Satria mengatakan, antara Kemendikbudristek dan pihak rektorat, serta kampus-kampus saling lempar, dan cenderung menerapkan bahasa politik pingpong.
“Karena berulang kali kita diminta menuntut Kemendikbudristek ketika pada rektorat, dan respons Kemendikbudristek juga yang selalu memberikan pernyataan bahwa ini salah kampus. Sehingga, kami menyimbolkan ini adalah politik pingpong,” ujarnya.
“Seharusnya Pemerintah (Kemendikbudristek RI) dan Kampus (UB) sama-sama memiliki political will dalam menyelesaikan masalah ini. Belum lagi bantuan keuangan yang waktu terbatas, dan yang diberikan bantuan sangat terbatas dibanding yang mengajukan,” lanjut Satria.
Pihaknya juga menyampaikan tiga tuntutan yang dilayangkan dalam surat terbuka itu, yakni tuntunan pencabutan Peraturan Menteri Pendidikan, Kebudayaan, Riset, dan Teknologi Nomor 2 Tahun 2024 beserta peraturan turunannya.

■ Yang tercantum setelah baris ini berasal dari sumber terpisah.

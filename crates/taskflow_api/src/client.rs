//! REST client for the task store. Every call carries a bearer token from
//! the [`TokenProvider`] seam and runs inside a fixed retry loop.

use std::sync::Arc;
use std::time::Duration;

use chrono::NaiveDate;
use futures::future::join_all;
use reqwest::{Client, Method};
use serde::de::DeserializeOwned;

use taskflow_auth::TokenProvider;
use taskflow_core::{AppConfig, Task, TaskDraft, TaskPatch};
use taskflow_extract::ExtractMode;

use crate::error::{ApiError, Result};
use crate::types::{Engine, ExtractRequest, Extraction, TodoEnvelope, TodosEnvelope};

/// Total attempts per request. Failed attempts sleep one second times the
/// attempt number before the next try, so a request that exhausts the loop
/// waits one then two seconds.
const RETRY_ATTEMPTS: u32 = 3;

pub struct TaskApi {
    base_url: String,
    client: Client,
    tokens: Arc<dyn TokenProvider>,
}

impl TaskApi {
    pub fn new(base_url: impl Into<String>, tokens: Arc<dyn TokenProvider>) -> Self {
        let mut base_url = base_url.into();
        if !base_url.ends_with('/') {
            base_url.push('/');
        }
        Self {
            base_url,
            client: Client::new(),
            tokens,
        }
    }

    /// Requires the task API URL of the app config to be provisioned; the
    /// identity fields are the token provider's concern.
    pub fn from_app_config(config: &AppConfig, tokens: Arc<dyn TokenProvider>) -> Result<Self> {
        if config.placeholder_fields().contains(&"apiGatewayUrl") {
            return Err(ApiError::NotConfigured("apiGatewayUrl".to_string()));
        }
        Ok(Self::new(&config.api_gateway_url, tokens))
    }

    pub fn base_url(&self) -> &str {
        &self.base_url
    }

    pub async fn list_todos(&self) -> Result<Vec<Task>> {
        let envelope: TodosEnvelope = self.request(Method::GET, "todos", None).await?;
        tracing::debug!(count = envelope.count, "listed todos");
        Ok(envelope.todos)
    }

    pub async fn create_todo(&self, draft: &TaskDraft) -> Result<Task> {
        let body = serde_json::to_value(draft)?;
        let envelope: TodoEnvelope = self.request(Method::POST, "todos", Some(body)).await?;
        Ok(envelope.todo)
    }

    pub async fn update_todo(&self, id: &str, patch: &TaskPatch) -> Result<Task> {
        let body = serde_json::to_value(patch)?;
        let envelope: TodoEnvelope = self
            .request(Method::PUT, &format!("todos/{id}"), Some(body))
            .await?;
        Ok(envelope.todo)
    }

    /// Completion toggle, a PUT carrying only the flipped flag.
    pub async fn toggle_todo(&self, id: &str, completed: bool) -> Result<Task> {
        self.update_todo(id, &TaskPatch::new().with_completed(completed))
            .await
    }

    pub async fn delete_todo(&self, id: &str) -> Result<()> {
        let _: serde_json::Value = self
            .request(Method::DELETE, &format!("todos/{id}"), None)
            .await?;
        Ok(())
    }

    /// Creates every draft concurrently. Results come back in input order,
    /// one per draft, so a single rejection does not discard the rest.
    pub async fn create_many(&self, drafts: &[TaskDraft]) -> Vec<Result<Task>> {
        join_all(drafts.iter().map(|draft| self.create_todo(draft))).await
    }

    pub async fn extract_remote(&self, text: &str, mode: ExtractMode) -> Result<Vec<Task>> {
        let body = serde_json::to_value(ExtractRequest { text, mode })?;
        let envelope: TodosEnvelope = self.request(Method::POST, "ai/extract", Some(body)).await?;
        Ok(envelope.todos)
    }

    /// Extraction with fallback: the hosted extractor first, the local
    /// keyword engine when it is unreachable or rejects the request.
    pub async fn extract_todos(&self, text: &str, mode: ExtractMode, today: NaiveDate) -> Extraction {
        match self.extract_remote(text, mode).await {
            Ok(tasks) => Extraction {
                tasks,
                engine: Engine::Remote,
            },
            Err(err) => {
                tracing::warn!(error = %err, "remote extraction failed, falling back to keyword engine");
                Extraction {
                    tasks: taskflow_extract::extract(text, mode, today),
                    engine: Engine::Local,
                }
            }
        }
    }

    /// Runs one request through the retry loop. The token is fetched once
    /// up front; a token failure means no session and is not worth
    /// retrying.
    async fn request<T: DeserializeOwned>(
        &self,
        method: Method,
        path: &str,
        body: Option<serde_json::Value>,
    ) -> Result<T> {
        let token = self.tokens.bearer_token().await?;
        let url = format!("{}{}", self.base_url, path);

        for attempt in 1..RETRY_ATTEMPTS {
            match self.attempt(&method, &url, body.as_ref(), &token).await {
                Ok(value) => return Ok(value),
                Err(err) => {
                    let delay = Duration::from_secs(u64::from(attempt));
                    tracing::warn!(attempt, error = %err, %url, "request failed, retrying");
                    tokio::time::sleep(delay).await;
                }
            }
        }
        self.attempt(&method, &url, body.as_ref(), &token).await
    }

    async fn attempt<T: DeserializeOwned>(
        &self,
        method: &Method,
        url: &str,
        body: Option<&serde_json::Value>,
        token: &str,
    ) -> Result<T> {
        tracing::debug!(%method, %url, "task api request");
        let mut request = self
            .client
            .request(method.clone(), url)
            .header("Authorization", format!("Bearer {token}"))
            .header("Content-Type", "application/json");
        if let Some(body) = body {
            request = request.json(body);
        }

        let response = request.send().await?;
        if !response.status().is_success() {
            let status = response.status();
            let body = response.text().await.unwrap_or_default();
            return Err(ApiError::Status { status, body });
        }
        Ok(response.json().await?)
    }
}

#[cfg(test)]
mod tests {
    use super::*;
    use taskflow_auth::StaticToken;

    fn api(base: &str) -> TaskApi {
        TaskApi::new(base, Arc::new(StaticToken("t".to_string())))
    }

    #[test]
    fn test_base_url_gains_trailing_slash() {
        assert_eq!(api("https://api.example.com/prod").base_url(), "https://api.example.com/prod/");
        assert_eq!(api("https://api.example.com/prod/").base_url(), "https://api.example.com/prod/");
    }

    #[test]
    fn test_from_app_config_requires_api_url() {
        let config = AppConfig::default();
        let err = TaskApi::from_app_config(&config, Arc::new(StaticToken("t".to_string())))
            .map(|_| ())
            .unwrap_err();
        assert!(matches!(err, ApiError::NotConfigured(field) if field == "apiGatewayUrl"));

        let config = config.with_api_gateway_url("https://api.example.com/prod");
        assert!(TaskApi::from_app_config(&config, Arc::new(StaticToken("t".to_string()))).is_ok());
    }
}
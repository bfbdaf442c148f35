mod client_ops;
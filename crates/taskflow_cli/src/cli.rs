//! CLI argument definitions using clap derive macros.

use clap::{Parser, Subcommand, ValueEnum};

/// Task board in your terminal, backed by a hosted to-do service
#[derive(Parser)]
#[command(name = "taskflow", about, version, propagate_version = true)]
pub struct Cli {
    #[command(subcommand)]
    pub command: Command,

    /// Enable verbose output
    #[arg(short, long, global = true)]
    pub verbose: bool,

    /// Output format: text (human-readable) or json (machine-readable)
    #[arg(short, long, global = true, default_value = "text")]
    pub output: OutputFormat,
}

#[derive(Clone, Copy, Debug, Default, ValueEnum)]
pub enum OutputFormat {
    /// Colored terminal output for humans
    #[default]
    Text,
    /// Structured JSON for scripts and machine consumption
    Json,
}

#[derive(Subcommand)]
pub enum Command {
    /// Open the interactive task board
    Tui,
    /// Inspect the deployment configuration
    Config {
        #[command(subcommand)]
        action: ConfigAction,
    },
    /// Sign up, sign in, and manage the cached session
    Auth {
        #[command(subcommand)]
        action: AuthAction,
    },
    /// List tasks
    List {
        /// Status filter: all, active, or completed
        #[arg(short, long, default_value = "all")]
        status: String,
        /// Only show tasks in this category
        #[arg(short, long)]
        category: Option<String>,
    },
    /// Add a task
    Add {
        /// Task title
        title: String,
        /// Category (work, personal, shopping, health, finance, learning, other)
        #[arg(short, long)]
        category: Option<String>,
        /// Priority (low, medium, high, urgent)
        #[arg(short, long)]
        priority: Option<String>,
        /// Due date (YYYY-MM-DD)
        #[arg(short, long)]
        due: Option<String>,
    },
    /// Toggle a task between active and completed
    Toggle {
        /// Task id
        id: String,
    },
    /// Edit a task's fields
    Edit {
        /// Task id
        id: String,
        /// New title
        #[arg(short, long)]
        title: Option<String>,
        /// New category
        #[arg(short, long)]
        category: Option<String>,
        /// New priority
        #[arg(short, long)]
        priority: Option<String>,
        /// New due date (YYYY-MM-DD)
        #[arg(short, long, conflicts_with = "clear_due")]
        due: Option<String>,
        /// Remove the due date
        #[arg(long)]
        clear_due: bool,
    },
    /// Delete a task
    Rm {
        /// Task id
        id: String,
    },
    /// Extract tasks from free-form text
    Extract {
        /// Extraction mode: general, email, or notes
        #[arg(short, long, default_value = "general")]
        mode: String,
        /// Read text from this file instead of stdin
        #[arg(short, long)]
        file: Option<std::path::PathBuf>,
        /// Skip the remote extractor and use the built-in one
        #[arg(long)]
        local: bool,
        /// Add the extracted tasks to the board
        #[arg(long)]
        apply: bool,
    },
}

#[derive(Subcommand)]
pub enum ConfigAction {
    /// Show the active configuration values
    Show,
    /// Show which config files were found
    Path,
    /// Verify the configuration points at a provisioned deployment
    Check,
}

#[derive(Subcommand)]
pub enum AuthAction {
    /// Create an account
    SignUp {
        /// Email address
        #[arg(short, long)]
        email: String,
        /// Password (prompted if omitted)
        #[arg(short, long)]
        password: Option<String>,
    },
    /// Confirm an account with the emailed code
    Verify {
        /// Email address
        #[arg(short, long)]
        email: String,
        /// Verification code from the email
        #[arg(short, long)]
        code: String,
    },
    /// Resend the verification code
    Resend {
        /// Email address
        #[arg(short, long)]
        email: String,
    },
    /// Sign in and cache the session
    SignIn {
        /// Email address
        #[arg(short, long)]
        email: String,
        /// Password (prompted if omitted)
        #[arg(short, long)]
        password: Option<String>,
    },
    /// Answer a new-password challenge from a previous sign-in
    NewPassword {
        /// Email address
        #[arg(short, long)]
        email: String,
        /// New password (prompted if omitted)
        #[arg(short, long)]
        password: Option<String>,
        /// Challenge session from the sign-in attempt
        #[arg(short, long)]
        session: String,
    },
    /// Sign out and discard the cached session
    SignOut,
    /// Show the signed-in user
    Whoami,
}
//! Wire envelopes for the task store plus the extraction result type.

use serde::{Deserialize, Serialize};

use taskflow_core::Task;
use taskflow_extract::ExtractMode;

/// Collection responses: `{ "todos": [...], "count": n }`. The extract
/// endpoint sends the same shape without `count`.
#[derive(Debug, Deserialize)]
pub(crate) struct TodosEnvelope {
    pub todos: Vec<Task>,
    #[serde(default)]
    pub count: usize,
}

/// Single-record responses: `{ "todo": {...}, "message": "..." }`. The
/// message is advisory and ignored here.
#[derive(Debug, Deserialize)]
pub(crate) struct TodoEnvelope {
    pub todo: Task,
}

#[derive(Debug, Serialize)]
pub(crate) struct ExtractRequest<'a> {
    pub text: &'a str,
    pub mode: ExtractMode,
}

/// Which engine produced an extraction result.
#[derive(Debug, Clone, Copy, PartialEq, Eq)]
pub enum Engine {
    /// The hosted extractor behind `/ai/extract`.
    Remote,
    /// The in-process keyword engine.
    Local,
}

impl Engine {
    pub fn as_str(&self) -> &'static str {
        match self {
            Engine::Remote => "remote",
            Engine::Local => "local",
        }
    }
}

impl std::fmt::Display for Engine {
    fn fmt(&self, f: &mut std::fmt::Formatter<'_>) -> std::fmt::Result {
        write!(f, "{}", self.as_str())
    }
}

/// Extraction output, labelled with the engine that produced it so the UI
/// can say so.
#[derive(Debug, Clone)]
pub struct Extraction {
    pub tasks: Vec<Task>,
    pub engine: Engine,
}

#[cfg(test)]
mod tests {
    use super::*;

    #[test]
    fn test_todos_envelope_count_is_optional() {
        let with_count: TodosEnvelope =
            serde_json::from_str(r#"{"todos":[],"count":0}"#).unwrap();
        assert_eq!(with_count.count, 0);

        let without: TodosEnvelope = serde_json::from_str(r#"{"todos":[]}"#).unwrap();
        assert!(without.todos.is_empty());
    }

    #[test]
    fn test_todo_envelope_ignores_message() {
        let envelope: TodoEnvelope = serde_json::from_str(
            r#"{"todo":{"id":"t1","title":"Buy milk"},"message":"Todo created successfully"}"#,
        )
        .unwrap();
        assert_eq!(envelope.todo.title, "Buy milk");
    }

    #[test]
    fn test_extract_request_wire_shape() {
        let body = serde_json::to_value(ExtractRequest {
            text: "Call the dentist",
            mode: ExtractMode::Notes,
        })
        .unwrap();
        assert_eq!(
            body,
            serde_json::json!({"text": "Call the dentist", "mode": "notes"})
        );
    }
}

Kedua, mendesak Kementerian Pendidikan, Kebudayaan, Riset, dan Teknologi untuk melakukan audit kepada Peraturan Rentor atau peraturan lannya yang mengikat untuk kenaikan UKT dan luran Pembangunan Institusi (IPI) di setiap perguruan tinggi.
Terakhir, Satria berpesan untuk Nadiem Makarim, Mendikbudristek RI bahwa jika masih tidak mengindahkan banyaknya perlawanan dari setiap kampus termasuk hari ini. Maka, tagar #ReformasiPendidikanTinggi #TurunkanUKTAtauNadiemYangTurun.